Start of Data

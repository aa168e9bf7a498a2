//! Terminal capture through a named pipe
//!
//! `capture` records the user's terminal into the pipe with `script`;
//! `display` reads from it.

use anyhow::{bail, Context, Result};
use log::info;
use nix::sys::stat::Mode;
use nix::unistd::mkfifo;
use std::fs::{self, File};
use std::io::BufReader;
use std::os::unix::fs::FileTypeExt;
use std::path::Path;
use std::process::Command;

/// Create the pipe at `path` unless it already exists
pub fn ensure_pipe(path: &Path) -> Result<()> {
    if let Some(parent) = path.parent() {
        fs::create_dir_all(parent)
            .with_context(|| format!("Failed to create {}", parent.display()))?;
    }

    if path.exists() {
        if fs::metadata(path)?.file_type().is_fifo() {
            return Ok(());
        }
        bail!("{} exists and is not a named pipe", path.display());
    }

    mkfifo(path, Mode::S_IRUSR | Mode::S_IWUSR)
        .with_context(|| format!("Failed to create named pipe {}", path.display()))?;
    info!("Created named pipe {}", path.display());
    Ok(())
}

/// `script` invocation writing the session to `pipe`, flushing every write
pub fn script_command(pipe: &Path) -> Command {
    let flush_flag = if cfg!(target_os = "macos") { "-F" } else { "-f" };
    let mut command = Command::new("script");
    command.arg("-q").arg(flush_flag).arg(pipe);
    command
}

/// Record the terminal into the pipe until the user exits the shell
pub fn capture(pipe: &Path) -> Result<()> {
    ensure_pipe(pipe)?;

    let status = script_command(pipe)
        .status()
        .context("Failed to run script")?;

    // Leaving with Ctrl-C or a failing last command is a normal exit
    info!("script exited with {}", status);
    Ok(())
}

/// Open the pipe for reading; blocks until `capture` opens it for writing
pub fn open_pipe(pipe: &Path) -> Result<BufReader<File>> {
    let file = File::open(pipe)
        .with_context(|| format!("Failed to open named pipe {}", pipe.display()))?;
    Ok(BufReader::new(file))
}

End of Data

- _Assignment_
Only exact copies of the lines from the one containing "use std::os::unix::fs::FileTypeExt;" to the end of the records belong in the answer.

- _Response to the task_
use std::os::unix::fs::FileTypeExt;
use std::path::Path;
use std::process::Command;

/// Create the pipe at `path` unless it already exists
pub fn ensure_pipe(path: &Path) -> Result<()> {
    if let Some(parent) = path.parent() {
        fs::create_dir_all(parent)
            .with_context(|| format!("Failed to create {}", parent.display()))?;
    }

    if path.exists() {
        if fs::metadata(path)?.file_type().is_fifo() {
            return Ok(());
        }
        bail!("{} exists and is not a named pipe", path.display());
    }

    mkfifo(path, Mode::S_IRUSR | Mode::S_IWUSR)
        .with_context(|| format!("Failed to create named pipe {}", path.display()))?;
    info!("Created named pipe {}", path.display());
    Ok(())
}

/// `script` invocation writing the session to `pipe`, flushing every write
pub fn script_command(pipe: &Path) -> Command {
    let flush_flag = if cfg!(target_os = "macos") { "-F" } else { "-f" };
    let mut command = Command::new("script");
    command.arg("-q").arg(flush_flag).arg(pipe);
    command
}

/// Record the terminal into the pipe until the user exits the shell
pub fn capture(pipe: &Path) -> Result<()> {
    ensure_pipe(pipe)?;

    let status = script_command(pipe)
        .status()
        .context("Failed to run script")?;

    // Leaving with Ctrl-C or a failing last command is a normal exit
    info!("script exited with {}", status);
    Ok(())
}

/// Open the pipe for reading; blocks until `capture` opens it for writing
pub fn open_pipe(pipe: &Path) -> Result<BufReader<File>> {
    let file = File::open(pipe)
        .with_context(|| format!("Failed to open named pipe {}", pipe.display()))?;
    Ok(BufReader::new(file))
}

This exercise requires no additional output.